TRUSS inhibition protects against high fat diet (HFD)-stimulated brain injury by alleviation of inflammatory response.

High fat diet (HFD)-induced obesity is associated with insulin resistance (IR) and other chronic, diet associated illnesses, including neuroinflammation and brain injury. However, the involvement of inflammatory response in HFD-elicited central nerve injury has yet to be fully determined. Recent studies have indicated that tumor necrosis factor receptor-associated ubiquitous scaffolding and signaling protein (TRUSS), also known as TRPC4AP, plays an essential role in regulating inflammation via the meditation of NF-κB signaling. In the present study, we attempted to explore the effects of TRUSS on HFD-induced brain injury in the wild type mice (TRUSS+/+ ) or TRUSS-knockout mice (TRUSS-/- ). The results suggested that TRUSS deletion attenuated HFD-induced cognitive impairments in mice. HFD-elicited metabolic disorders were also highly improved by the loss of TRUSS, as evidenced by the reduced serum glucose and insulin levels, as well as the lipid deposition in liver tissues. In addition, HFD-triggered brain injury was markedly alleviated by the TRUSS ablation, as proved by the reduction of GFAP and Iba1 expressions in hippocampus and hypothalamus.
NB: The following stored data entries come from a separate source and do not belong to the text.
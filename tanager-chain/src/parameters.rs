//! Network parameters: chain selection, genesis anchors, activation
//! heights, and the frozen consensus limits.

mod genesis;

pub use genesis::{genesis_hash, genesis_header, GENESIS_PREVIOUS_BLOCK_HASH};

use crate::block::Height;
use crate::work::{CompactDifficulty, ExpandedDifficulty};
use primitive_types::U256;

/// The maximum block weight (BIP-141 weight units).
pub const MAX_BLOCK_WEIGHT: usize = 4_000_000;

/// The legacy maximum block size in bytes, still the bound on the
/// non-witness serialization.
pub const MAX_BLOCK_SIZE: usize = 1_000_000;

/// The maximum number of signature operations in a block.
pub const MAX_BLOCK_SIGOPS: usize = 80_000;

/// Blocks a coinbase output must wait before it can be spent.
pub const COINBASE_MATURITY: u32 = 100;

/// The difficulty retargeting interval, in blocks.
pub const DIFFICULTY_INTERVAL: u32 = 2016;

/// The target spacing between blocks, in seconds.
pub const TARGET_BLOCK_TIME: u32 = 600;

/// A sequence number of all ones opts an input out of lock-time checks.
pub const SEQUENCE_FINAL: u32 = 0xffff_ffff;

/// BIP-68: bit 31 disables relative lock-time for the input.
pub const SEQUENCE_LOCKTIME_DISABLE: u32 = 1 << 31;

/// BIP-68: bit 22 selects time-based (512 s granules) relative locks.
pub const SEQUENCE_LOCKTIME_TYPE: u32 = 1 << 22;

/// BIP-68: the low 16 bits carry the relative lock value.
pub const SEQUENCE_LOCKTIME_MASK: u32 = 0x0000_ffff;

/// An address-prefix-free identifier for the chain we are following.
#[derive(Copy, Clone, Debug, Eq, PartialEq, Hash, Serialize, Deserialize)]
#[serde(rename_all = "lowercase")]
pub enum Network {
    /// The production network.
    Mainnet,
    /// The public test network.
    Testnet,
    /// A local regression-test network with trivial difficulty.
    Regtest,
}

impl Default for Network {
    fn default() -> Network {
        Network::Mainnet
    }
}

impl std::fmt::Display for Network {
    fn fmt(&self, f: &mut std::fmt::Formatter<'_>) -> std::fmt::Result {
        match self {
            Network::Mainnet => f.write_str("mainnet"),
            Network::Testnet => f.write_str("testnet"),
            Network::Regtest => f.write_str("regtest"),
        }
    }
}

impl Network {
    /// The easiest target this network permits (the "proof of work
    /// limit").
    pub fn target_difficulty_limit(self) -> ExpandedDifficulty {
        let limit = match self {
            // Mainnet and testnet share nBits 0x1d00ffff.
            Network::Mainnet | Network::Testnet => U256::from_big_endian(&{
                let mut bytes = [0u8; 32];
                bytes[4] = 0xff;
                bytes[5] = 0xff;
                bytes
            }),
            // Regtest: almost no work required.
            Network::Regtest => U256::max_value() >> 1,
        };
        ExpandedDifficulty::from_u256(limit)
    }

    /// The compact form of the difficulty limit, used by genesis and
    /// regtest blocks.
    pub fn limit_bits(self) -> CompactDifficulty {
        match self {
            Network::Mainnet | Network::Testnet => CompactDifficulty(0x1d00_ffff),
            Network::Regtest => CompactDifficulty(0x207f_ffff),
        }
    }

    /// BIP-34: coinbase must begin with the block height.
    pub fn bip34_height(self) -> Height {
        match self {
            Network::Mainnet => Height(227_931),
            Network::Testnet => Height(21_111),
            Network::Regtest => Height(0),
        }
    }

    /// BIP-16: pay-to-script-hash evaluation.
    pub fn bip16_height(self) -> Height {
        match self {
            Network::Mainnet => Height(173_805),
            Network::Testnet | Network::Regtest => Height(0),
        }
    }

    /// BIP-66: strict DER signature encoding.
    pub fn bip66_height(self) -> Height {
        match self {
            Network::Mainnet => Height(363_725),
            Network::Testnet => Height(330_776),
            Network::Regtest => Height(0),
        }
    }

    /// BIP-65: OP_CHECKLOCKTIMEVERIFY.
    pub fn bip65_height(self) -> Height {
        match self {
            Network::Mainnet => Height(388_381),
            Network::Testnet => Height(581_885),
            Network::Regtest => Height(0),
        }
    }

    /// BIP-68/112/113: relative lock-times and OP_CHECKSEQUENCEVERIFY.
    pub fn bip68_height(self) -> Height {
        match self {
            Network::Mainnet => Height(419_328),
            Network::Testnet => Height(770_112),
            Network::Regtest => Height(0),
        }
    }

    /// BIP-141/143: segregated witness.
    pub fn segwit_height(self) -> Height {
        match self {
            Network::Mainnet => Height(481_824),
            Network::Testnet => Height(834_624),
            Network::Regtest => Height(0),
        }
    }

    /// BIP-341/342: taproot.
    pub fn taproot_height(self) -> Height {
        match self {
            Network::Mainnet => Height(709_632),
            Network::Testnet => Height(2_064_406),
            Network::Regtest => Height(0),
        }
    }
}

#[cfg(test)]
mod tests {
    use super::*;

    #[test]
    fn limit_bits_expand_to_the_limit() {
        for &network in &[Network::Mainnet, Network::Testnet] {
            let expanded = network
                .limit_bits()
                .to_expanded()
                .expect("limit bits are a valid encoding");
            assert_eq!(expanded, network.target_difficulty_limit());
        }
    }
}
use std::io;

use tanager_chain::block::Height;
use tanager_chain::serialize::{Decode, Encode, SerializationError};
use tanager_chain::transparent;

/// An unspent transaction output, as stored.
///
/// The outpoint is the store key; the value carries what validation
/// needs at spend time: the output itself, the height it was confirmed
/// at, and whether it was minted by a coinbase (for the maturity rule).
#[derive(Clone, Debug, PartialEq, Eq)]
pub struct Utxo {
    /// The output being tracked.
    pub output: transparent::Output,
    /// The height of the block that created it.
    pub height: Height,
    /// Coinbase outputs are spendable only after 100 blocks.
    pub from_coinbase: bool,
}

impl Utxo {
    pub fn new(output: transparent::Output, height: Height, from_coinbase: bool) -> Utxo {
        Utxo {
            output,
            height,
            from_coinbase,
        }
    }

    /// The maturity rule: a coinbase output is spendable at
    /// `spend_height` only once 100 further blocks exist.
    pub fn is_spendable_at(&self, spend_height: Height) -> bool {
        if !self.from_coinbase {
            return true;
        }
        spend_height.0
            >= self
                .height
                .0
                .saturating_add(tanager_chain::parameters::COINBASE_MATURITY)
    }
}

impl Encode for Utxo {
    fn encode<W: io::Write>(&self, mut writer: W) -> Result<(), io::Error> {
        self.output.encode(&mut writer)?;
        self.height.0.encode(&mut writer)?;
        (self.from_coinbase as u8).encode(&mut writer)
    }
}

impl Decode for Utxo {
    fn decode<R: io::Read>(mut reader: R) -> Result<Self, SerializationError> {
        let output = transparent::Output::decode(&mut reader)?;
        let height = Height(u32::decode(&mut reader)?);
        let from_coinbase = match u8::decode(&mut reader)? {
            0 => false,
            1 => true,
            _ => return Err(SerializationError::Parse("invalid coinbase flag")),
        };
        Ok(Utxo {
            output,
            height,
            from_coinbase,
        })
    }
}

/// The store key for an outpoint: txid bytes then the index, big-endian
/// so sled's ordered iteration groups a transaction's outputs together.
pub(crate) fn outpoint_key(outpoint: &transparent::OutPoint) -> [u8; 36] {
    let mut key = [0u8; 36];
    key[..32].copy_from_slice(&outpoint.txid.0);
    key[32..].copy_from_slice(&outpoint.index.to_be_bytes());
    key
}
Moreover, TRUSS-/- mice exhibited a significant decrease in the expression of pro-inflammatory cytokines, accompanied with the inactivation of IKKα/IκBα/NF-κB pathway. At the same time, HFD-induced dyslipidemia was also alleviated by the loss of TRUSS. The in vitro study verified the protective effects of TRUSS-suppression against HFD-induced central nerve injury and hepatic steatosis by restraining the inflammatory response. In summary, our data indicated that TRUSS participated in metabolic syndrome-induced brain injury and pointed to the repression of TRUSS as a promising strategy for cognitive deficits therapy.